Olena Ronzhyna

Personal information
- Full name: Olena Ronzhyna-Morozova
- Born: 18 November 1970 (age 55) Dnipropetrovsk, Ukrainian SSR, Soviet Union

Medal record
Women's rowing
Representing Ukraine
Olympic Games
| Silver medal – second place | 1996 Atlanta | Quadruple sculls |
| Disqualified | 2004 Athens | Quadruple sculls |
World Rowing Championships
| Silver medal – second place | 1999 St. Catharines | Quadruple sculls |
| Bronze medal – third place | 1994 Indianapolis | Quadruple sculls |
| Bronze medal – third place | 1997 Aiguebelette-le-Lac | Quadruple sculls |

= Olena Ronzhyna =

Ukrainian rower (born 1970)

Olena Ivanivna Ronzhyna-Morozova (Олена Іванівна Ронжина-Морозова; born 18 November 1970 in Dnipropetrovsk) is a retired rower from Ukraine, who won a silver medal at the 1996 Summer Olympics. She is a four-time Olympian.

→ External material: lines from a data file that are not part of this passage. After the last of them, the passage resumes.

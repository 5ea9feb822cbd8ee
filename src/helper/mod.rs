// src/helper/mod.rs

//! The out-of-process elevated helper
//!
//! `appwarden helper` runs as root and serves the remote-service transport.
//! It holds a single-instance lock, authorizes callers by peer credentials,
//! validates every command again with the same policy the caller applied,
//! and runs one command at a time.

pub mod auth;
pub mod lock;
pub mod server;

pub use auth::{AuditAction, AuditEntry, AuditLogger, AuthChecker, PeerCredentials};
pub use lock::HelperLock;
pub use server::HelperState;

use crate::config::Config;
use crate::error::{Error, Result};
use crate::policy::PolicyValidator;
use std::sync::Arc;
use std::time::Duration;
use tracing::{info, warn};

/// Run the helper until interrupted
///
/// Builds its own tokio runtime; the rest of the crate stays synchronous.
pub fn run(config: &Config) -> Result<()> {
    let runtime = tokio::runtime::Builder::new_multi_thread()
        .enable_all()
        .thread_name("appwarden-helper")
        .build()?;

    runtime.block_on(run_async(config))
}

async fn run_async(config: &Config) -> Result<()> {
    let helper = &config.helper;

    let _lock = HelperLock::try_acquire(&helper.lock_path)?.ok_or_else(|| {
        Error::Config(format!(
            "another helper holds {} (pid {})",
            helper.lock_path.display(),
            HelperLock::holder_pid(&helper.lock_path)
                .map(|p| p.to_string())
                .unwrap_or_else(|| "unknown".to_string())
        ))
    })?;

    let state = Arc::new(HelperState::new(
        AuthChecker::from_config(helper),
        PolicyValidator::from_config(&config.protected)?,
        Duration::from_secs(helper.command_timeout_secs),
    ));

    let listener = server::bind_socket(helper)?;
    info!(
        "Helper ready: {} granted uid(s), {} trusted gid(s)",
        helper.granted_uids.len(),
        helper.trusted_gids.len()
    );

    let shutdown = async {
        if let Err(e) = tokio::signal::ctrl_c().await {
            warn!("Cannot listen for shutdown signal: {}", e);
            std::future::pending::<()>().await;
        }
    };

    let result = server::serve(listener, state, shutdown).await;
    server::remove_socket(&helper.socket_path);
    result
}

#[cfg(test)]
mod tests {
    use super::*;
    use crate::command::CommandRequest;
    use crate::transport::{RemoteService, Transport};
    use std::thread;

    #[test]
    fn test_remote_service_against_helper() {
        let dir = tempfile::tempdir().unwrap();
        let mut config = Config::default();
        config.helper.socket_path = dir.path().join("helper.sock");
        config.helper.granted_uids = vec![unsafe { libc::getuid() }];

        let runtime = tokio::runtime::Runtime::new().unwrap();
        let listener = runtime.block_on(async { server::bind_socket(&config.helper) }).unwrap();
        let state = Arc::new(HelperState::new(
            AuthChecker::from_config(&config.helper),
            PolicyValidator::from_config(&config.protected).unwrap(),
            Duration::from_secs(5),
        ));

        let (stop_tx, stop_rx) = tokio::sync::oneshot::channel::<()>();
        let server = thread::spawn(move || {
            runtime
                .block_on(server::serve(listener, state, async {
                    let _ = stop_rx.await;
                }))
                .unwrap();
        });

        let client = RemoteService::with_socket_path(&config.helper.socket_path, Duration::from_secs(5));
        assert!(client.is_available());
        client.ensure_ready().unwrap();

        let output = client.execute(&CommandRequest::new("id -u")).unwrap();
        assert_eq!(output.output.trim(), unsafe { libc::getuid() }.to_string());

        let err = client.execute(&CommandRequest::new("reboot")).unwrap_err();
        assert!(err.is_policy_rejection());

        stop_tx.send(()).unwrap();
        server.join().unwrap();
    }
}
// src/transport/testing.rs

//! Scripted transports for unit tests

use crate::command::{CommandOutput, CommandRequest};
use crate::error::{Error, Result};
use crate::mode::ExecutionMode;
use crate::transport::{Transport, TransportProvider};
use std::collections::HashMap;
use std::sync::atomic::{AtomicUsize, Ordering};
use std::sync::{Arc, Mutex};

#[derive(Debug, Clone)]
enum Reply {
    Output(String),
    Fail(i32, String),
    Timeout,
    Lost,
}

#[derive(Default)]
struct Script {
    replies: HashMap<String, Reply>,
    sent: Vec<String>,
}

/// A transport answering from a table of canned replies
///
/// Unscripted commands succeed with empty output. Clones share state.
#[derive(Clone)]
pub struct ScriptedTransport {
    mode: ExecutionMode,
    available: bool,
    script: Arc<Mutex<Script>>,
    checks: Arc<AtomicUsize>,
}

impl ScriptedTransport {
    pub fn available(mode: ExecutionMode) -> Self {
        Self {
            mode,
            available: true,
            script: Arc::default(),
            checks: Arc::default(),
        }
    }

    pub fn unavailable(mode: ExecutionMode) -> Self {
        Self {
            available: false,
            ..Self::available(mode)
        }
    }

    pub fn respond(self, command: &str, output: &str) -> Self {
        self.set(command, Reply::Output(output.to_string()))
    }

    pub fn fail(self, command: &str, code: i32, message: &str) -> Self {
        self.set(command, Reply::Fail(code, message.to_string()))
    }

    pub fn time_out(self, command: &str) -> Self {
        self.set(command, Reply::Timeout)
    }

    /// The transport disappears when `command` is sent
    pub fn lose_on(self, command: &str) -> Self {
        self.set(command, Reply::Lost)
    }

    fn set(self, command: &str, reply: Reply) -> Self {
        self.script
            .lock()
            .unwrap()
            .replies
            .insert(command.to_string(), reply);
        self
    }

    /// Every command that reached the transport, in order
    pub fn sent(&self) -> Vec<String> {
        self.script.lock().unwrap().sent.clone()
    }
}

impl Transport for ScriptedTransport {
    fn mode(&self) -> ExecutionMode {
        self.mode
    }

    fn is_granted(&self) -> bool {
        self.available
    }

    fn request_access(&self) -> Result<()> {
        self.ensure_ready()
    }

    fn is_available(&self) -> bool {
        self.checks.fetch_add(1, Ordering::SeqCst);
        self.available
    }

    fn ensure_ready(&self) -> Result<()> {
        if self.available {
            Ok(())
        } else {
            Err(Error::TransportUnavailable("scripted transport is offline".into()))
        }
    }

    fn execute(&self, request: &CommandRequest) -> Result<CommandOutput> {
        self.ensure_ready()?;

        let mut script = self.script.lock().unwrap();
        script.sent.push(request.command().to_string());
        match script.replies.get(request.command()).cloned() {
            None => Ok(CommandOutput::default()),
            Some(Reply::Output(output)) => Ok(CommandOutput::new(0, output)),
            Some(Reply::Fail(code, message)) => Err(Error::ExecutionFailed { code, message }),
            Some(Reply::Timeout) => Err(Error::Timeout(30)),
            Some(Reply::Lost) => Err(Error::TransportDenied("scripted revocation".into())),
        }
    }

    fn try_execute(&self, request: &CommandRequest) -> Result<Option<CommandOutput>> {
        if !self.available {
            return Ok(None);
        }
        self.execute(request).map(Some)
    }
}

/// Provider handing out scripted transports; missing modes are offline
pub struct ScriptedProvider {
    transports: HashMap<ExecutionMode, ScriptedTransport>,
    checks: Arc<AtomicUsize>,
}

impl ScriptedProvider {
    pub fn new() -> Self {
        Self {
            transports: HashMap::new(),
            checks: Arc::default(),
        }
    }

    pub fn with(mut self, mode: ExecutionMode, mut transport: ScriptedTransport) -> Self {
        transport.checks = Arc::clone(&self.checks);
        self.transports.insert(mode, transport);
        self
    }

    /// Number of availability checks across every transport handed out
    pub fn availability_checks(&self) -> usize {
        self.checks.load(Ordering::SeqCst)
    }
}

impl TransportProvider for ScriptedProvider {
    fn open(&self, mode: ExecutionMode) -> Box<dyn Transport> {
        let mut transport = self
            .transports
            .get(&mode)
            .cloned()
            .unwrap_or_else(|| ScriptedTransport::unavailable(mode));
        transport.checks = Arc::clone(&self.checks);
        Box::new(transport)
    }
}
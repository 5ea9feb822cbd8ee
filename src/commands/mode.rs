// src/commands/mode.rs
//! Execution mode commands

use super::Session;
use anyhow::{Context, Result};
use appwarden::ExecutionMode;

pub fn cmd_mode_show(session: &Session) -> Result<()> {
    let resolver = session.resolver();

    match resolver.persisted()? {
        Some(mode) => println!("Mode: {} ({})", mode, mode.display_name()),
        None => println!("Mode: not selected (detected on next action)"),
    }

    println!();
    println!("{:10}  {:24}  PERMISSION", "MODE", "TRANSPORT");
    println!("{}", "-".repeat(50));
    for mode in ExecutionMode::PRIORITY_ORDER {
        println!(
            "{:10}  {:24}  {}",
            mode.to_string(),
            mode.display_name(),
            if resolver.is_granted(mode) { "granted" } else { "not confirmed" }
        );
    }
    Ok(())
}

pub fn cmd_mode_set(session: &Session, mode: ExecutionMode) -> Result<()> {
    session
        .resolver()
        .select(mode)
        .context("Failed to persist mode")?;

    if mode.is_privileged() {
        println!("Mode set to {}.", mode.display_name());
        println!("Run `appwarden mode verify` to confirm permission now.");
    } else {
        println!("Mode cleared; running view-only until a transport is selected.");
    }
    Ok(())
}

pub fn cmd_mode_clear(session: &Session) -> Result<()> {
    session.resolver().clear().context("Failed to clear mode")?;
    println!("Mode cleared; the next action looks for a transport.");
    Ok(())
}

/// Actively verify the active mode; may show an OS consent prompt
pub fn cmd_mode_verify(session: &Session) -> Result<()> {
    let mode = session.resolve_mode()?;
    if !mode.is_privileged() {
        anyhow::bail!("No privileged transport available");
    }

    println!("Verifying {}...", mode.display_name());
    session
        .resolver()
        .verify(mode)
        .with_context(|| format!("{} is not usable", mode.display_name()))?;
    println!("{} is ready.", mode.display_name());
    Ok(())
}
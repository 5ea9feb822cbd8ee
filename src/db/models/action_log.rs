// src/db/models/action_log.rs

//! Bounded action history
//!
//! Every batch or rollback appends exactly one entry. Once the log holds
//! more than `MAX_LOG_ENTRIES` rows the oldest are evicted in the same
//! transaction as the insert.

use crate::batch::ActionKind;
use crate::error::{Error, Result};
use chrono::{DateTime, Utc};
use rusqlite::{Connection, Row, params};
use std::str::FromStr;
use tracing::warn;

/// Maximum number of retained log entries
pub const MAX_LOG_ENTRIES: usize = 100;

/// A record of one completed batch or rollback
#[derive(Debug, Clone, PartialEq, Eq)]
pub struct ActionLogEntry {
    pub id: Option<i64>,
    pub action: ActionKind,
    pub targets: Vec<String>,
    pub success: bool,
    pub error: Option<String>,
    pub created_at: DateTime<Utc>,
}

impl ActionLogEntry {
    pub fn new(action: ActionKind, targets: Vec<String>, success: bool) -> Self {
        Self {
            id: None,
            action,
            targets,
            success,
            error: None,
            created_at: Utc::now(),
        }
    }

    pub fn with_error(mut self, error: impl Into<String>) -> Self {
        self.error = Some(error.into());
        self
    }

    /// Append this entry, evicting the oldest beyond the bound
    pub fn append(&mut self, conn: &Connection) -> Result<i64> {
        let targets_json = serde_json::to_string(&self.targets)?;

        let tx = conn.unchecked_transaction()?;
        tx.execute(
            "INSERT INTO action_log (action_kind, targets_json, success, error_message, created_at)
             VALUES (?1, ?2, ?3, ?4, ?5)",
            params![
                self.action.to_string(),
                targets_json,
                self.success,
                &self.error,
                self.created_at.to_rfc3339()
            ],
        )?;
        let id = tx.last_insert_rowid();
        tx.execute(
            "DELETE FROM action_log WHERE id NOT IN (
                SELECT id FROM action_log ORDER BY id DESC LIMIT ?1
             )",
            [MAX_LOG_ENTRIES as i64],
        )?;
        tx.commit()?;

        self.id = Some(id);
        Ok(id)
    }

    /// Newest-first entries, failing on any undecodable row
    pub fn try_list(conn: &Connection, limit: Option<usize>) -> Result<Vec<Self>> {
        let limit = limit.unwrap_or(MAX_LOG_ENTRIES) as i64;
        let mut stmt = conn.prepare(
            "SELECT id, action_kind, targets_json, success, error_message, created_at
             FROM action_log ORDER BY id DESC LIMIT ?1",
        )?;

        let rows = stmt
            .query_map([limit], |row| RawEntry::from_row(row))?
            .collect::<rusqlite::Result<Vec<_>>>()?;

        rows.into_iter().map(RawEntry::decode).collect()
    }

    /// Newest-first entries; a corrupted log reads as empty
    pub fn list(conn: &Connection, limit: Option<usize>) -> Result<Vec<Self>> {
        match Self::try_list(conn, limit) {
            Ok(entries) => Ok(entries),
            Err(Error::DeserializationFailed(msg)) => {
                warn!("Action log is unreadable, treating it as empty: {}", msg);
                Ok(Vec::new())
            }
            Err(e) => Err(e),
        }
    }

    pub fn count(conn: &Connection) -> Result<usize> {
        let count: i64 = conn.query_row("SELECT COUNT(*) FROM action_log", [], |row| row.get(0))?;
        Ok(count as usize)
    }

    /// Delete the whole history together with the retained snapshot
    pub fn clear_history(conn: &Connection) -> Result<()> {
        let tx = conn.unchecked_transaction()?;
        tx.execute("DELETE FROM action_log", [])?;
        tx.execute("DELETE FROM snapshot", [])?;
        tx.commit()?;
        Ok(())
    }
}

struct RawEntry {
    id: i64,
    action_kind: String,
    targets_json: String,
    success: bool,
    error: Option<String>,
    created_at: String,
}

impl RawEntry {
    fn from_row(row: &Row) -> rusqlite::Result<Self> {
        Ok(Self {
            id: row.get(0)?,
            action_kind: row.get(1)?,
            targets_json: row.get(2)?,
            success: row.get(3)?,
            error: row.get(4)?,
            created_at: row.get(5)?,
        })
    }

    fn decode(self) -> Result<ActionLogEntry> {
        let action = ActionKind::from_str(&self.action_kind).map_err(|_| {
            Error::DeserializationFailed(format!("unknown action kind '{}'", self.action_kind))
        })?;
        let targets: Vec<String> = serde_json::from_str(&self.targets_json)?;
        let created_at = DateTime::parse_from_rfc3339(&self.created_at)
            .map_err(|e| Error::DeserializationFailed(format!("log timestamp: {}", e)))?
            .with_timezone(&Utc);

        Ok(ActionLogEntry {
            id: Some(self.id),
            action,
            targets,
            success: self.success,
            error: self.error,
            created_at,
        })
    }
}
// src/snapshot/query.rs

//! Live state queries and output parsing

use crate::command::{self, CommandOutput};
use crate::error::{Error, Result};
use crate::gate::CommandGate;
use crate::snapshot::AppOpMode;

/// Whether `package` is enabled, failing if it is not installed
pub(crate) fn query_enabled(gate: &CommandGate<'_>, package: &str) -> Result<bool> {
    let enabled = gate.execute(&command::list_enabled(package))?;
    if command::listing_contains(&enabled, package) {
        return Ok(true);
    }

    let disabled = gate.execute(&command::list_disabled(package))?;
    if command::listing_contains(&disabled, package) {
        return Ok(false);
    }

    Err(Error::ExecutionFailed {
        code: 1,
        message: format!("package {} is not installed", package),
    })
}

/// Current mode of one app-operation for `package`
pub(crate) fn query_op(gate: &CommandGate<'_>, package: &str, op: &str) -> Result<AppOpMode> {
    let output = gate.execute(&command::appops_get(package, op))?;
    parse_appops_mode(&output, op).ok_or_else(|| {
        Error::Protocol(format!(
            "unrecognized appops output for {} {}: {}",
            package,
            op,
            output.output.trim()
        ))
    })
}

/// Extract the mode of `op` from `appops get` output
///
/// Accepts a per-package line (`OP: mode; time=...`), falls back to a
/// per-uid line (`Uid mode: OP: mode`), and reads "No operations." as the
/// default mode.
pub fn parse_appops_mode(output: &CommandOutput, op: &str) -> Option<AppOpMode> {
    let op_prefix = format!("{}:", op);
    let mut uid_mode = None;

    for line in output.lines().map(str::trim) {
        if let Some(rest) = line.strip_prefix(&op_prefix) {
            return mode_word(rest);
        }
        if let Some(rest) = line.strip_prefix("Uid mode:") {
            let rest = rest.trim();
            if let Some(mode) = mode_word(rest.strip_prefix(&op_prefix).unwrap_or(rest)) {
                uid_mode = Some(mode);
            }
        }
        if line.starts_with("No operations") {
            uid_mode = uid_mode.or(Some(AppOpMode::Allow));
        }
    }

    uid_mode
}

fn mode_word(rest: &str) -> Option<AppOpMode> {
    let word = rest.split(';').next()?.trim();
    AppOpMode::from_appops(word)
}
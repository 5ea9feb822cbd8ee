// src/db/models/setting.rs

//! Key/value settings model

use crate::error::Result;
use rusqlite::{Connection, OptionalExtension, params};

/// A single persisted setting
pub struct Setting;

impl Setting {
    pub fn get(conn: &Connection, key: &str) -> Result<Option<String>> {
        let value = conn
            .query_row(
                "SELECT value FROM settings WHERE key = ?1",
                [key],
                |row| row.get(0),
            )
            .optional()?;
        Ok(value)
    }

    /// Insert or replace a setting
    pub fn set(conn: &Connection, key: &str, value: &str) -> Result<()> {
        conn.execute(
            "INSERT INTO settings (key, value, updated_at) VALUES (?1, ?2, CURRENT_TIMESTAMP)
             ON CONFLICT(key) DO UPDATE SET value = excluded.value, updated_at = excluded.updated_at",
            params![key, value],
        )?;
        Ok(())
    }

    pub fn delete(conn: &Connection, key: &str) -> Result<()> {
        conn.execute("DELETE FROM settings WHERE key = ?1", [key])?;
        Ok(())
    }
}

#[cfg(test)]
mod tests {
    use super::*;

    #[test]
    fn test_set_get_overwrite_delete() {
        let conn = crate::db::open_in_memory().unwrap();

        assert_eq!(Setting::get(&conn, "execution_mode").unwrap(), None);

        Setting::set(&conn, "execution_mode", "root").unwrap();
        assert_eq!(
            Setting::get(&conn, "execution_mode").unwrap().as_deref(),
            Some("root")
        );

        Setting::set(&conn, "execution_mode", "remote").unwrap();
        assert_eq!(
            Setting::get(&conn, "execution_mode").unwrap().as_deref(),
            Some("remote")
        );

        Setting::delete(&conn, "execution_mode").unwrap();
        assert_eq!(Setting::get(&conn, "execution_mode").unwrap(), None);
    }
}
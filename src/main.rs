// src/main.rs

mod cli;
mod commands;

use anyhow::{Context, Result};
use appwarden::{ActionKind, Config, ExecutionMode};
use clap::{CommandFactory, Parser};
use cli::{Cli, Commands, HistoryCommands, ModeArg, ModeCommands};
use commands::Session;

fn main() -> Result<()> {
    // Initialize tracing subscriber for logging
    tracing_subscriber::fmt()
        .with_env_filter(
            tracing_subscriber::EnvFilter::try_from_default_env()
                .unwrap_or_else(|_| tracing_subscriber::EnvFilter::new("info")),
        )
        .init();

    let cli = Cli::parse();

    let Some(command) = cli.command else {
        Cli::command().print_help()?;
        println!();
        return Ok(());
    };

    let open = || Session::open(&cli.config, cli.db_path.as_deref());

    match command {
        Commands::Freeze(args) => commands::cmd_action(&open()?, ActionKind::Freeze, &args.packages),
        Commands::Unfreeze(args) => {
            commands::cmd_action(&open()?, ActionKind::Unfreeze, &args.packages)
        }
        Commands::ForceStop(args) => {
            commands::cmd_action(&open()?, ActionKind::ForceStop, &args.packages)
        }
        Commands::RestrictBackground(args) => {
            commands::cmd_action(&open()?, ActionKind::RestrictBackground, &args.packages)
        }
        Commands::AllowBackground(args) => {
            commands::cmd_action(&open()?, ActionKind::AllowBackground, &args.packages)
        }
        Commands::ClearCache(args) => {
            commands::cmd_action(&open()?, ActionKind::ClearCache, &args.packages)
        }
        Commands::ClearData(args) => {
            commands::cmd_action(&open()?, ActionKind::ClearData, &args.packages)
        }
        Commands::Uninstall(args) => {
            commands::cmd_action(&open()?, ActionKind::Uninstall, &args.packages)
        }
        Commands::Rollback { dry_run } => commands::cmd_rollback(&open()?, dry_run),

        Commands::History { limit, command } => match command {
            Some(HistoryCommands::Clear { yes }) => commands::cmd_history_clear(&open()?, yes),
            None => commands::cmd_history(&open()?, limit),
        },
        Commands::Mode(mode_cmd) => {
            let session = open()?;
            match mode_cmd {
                ModeCommands::Show => commands::cmd_mode_show(&session),
                ModeCommands::Set { mode } => {
                    commands::cmd_mode_set(&session, execution_mode(mode))
                }
                ModeCommands::Clear => commands::cmd_mode_clear(&session),
                ModeCommands::Verify => commands::cmd_mode_verify(&session),
            }
        }
        Commands::Check { command, target } => {
            commands::cmd_check(&open()?, &command, target.as_deref())
        }
        Commands::Status => commands::cmd_status(&open()?),

        Commands::Helper => {
            let config = Config::load(&cli.config)
                .with_context(|| format!("Failed to load configuration from {}", cli.config))?;
            appwarden::helper::run(&config).context("Helper service failed")
        }
        Commands::Completions { shell } => {
            clap_complete::generate(shell, &mut Cli::command(), "appwarden", &mut std::io::stdout());
            Ok(())
        }
    }
}

fn execution_mode(arg: ModeArg) -> ExecutionMode {
    match arg {
        ModeArg::Root => ExecutionMode::Root,
        ModeArg::Remote => ExecutionMode::RemoteService,
        ModeArg::None => ExecutionMode::None,
    }
}
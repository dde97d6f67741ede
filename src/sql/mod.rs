//! SQL side: identifiers, catalog types and DDL output.

pub mod ddl;
pub mod ident;
pub mod types;

pub use ddl::generate as generate_ddl;
pub use ident::{Casing, display_identifier, format_identifier};
pub use types::{DataTypeError, TypeDescriptor};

Ronzhyna competed for the Unified Team at the 1992 Summer Olympics. She was a member of the Ukrainian team at the 1996 Summer Olympics in Atlanta, winning a silver medal in the women's quadruple sculls with teammates Inna Frolova, Svitlana Maziy, and Dina Miftakhutdynova. At her last Olympic appearance in 2004, she was disqualified with her team after one of her teammates, Olena Olefirenko, tested positive for ethamivan.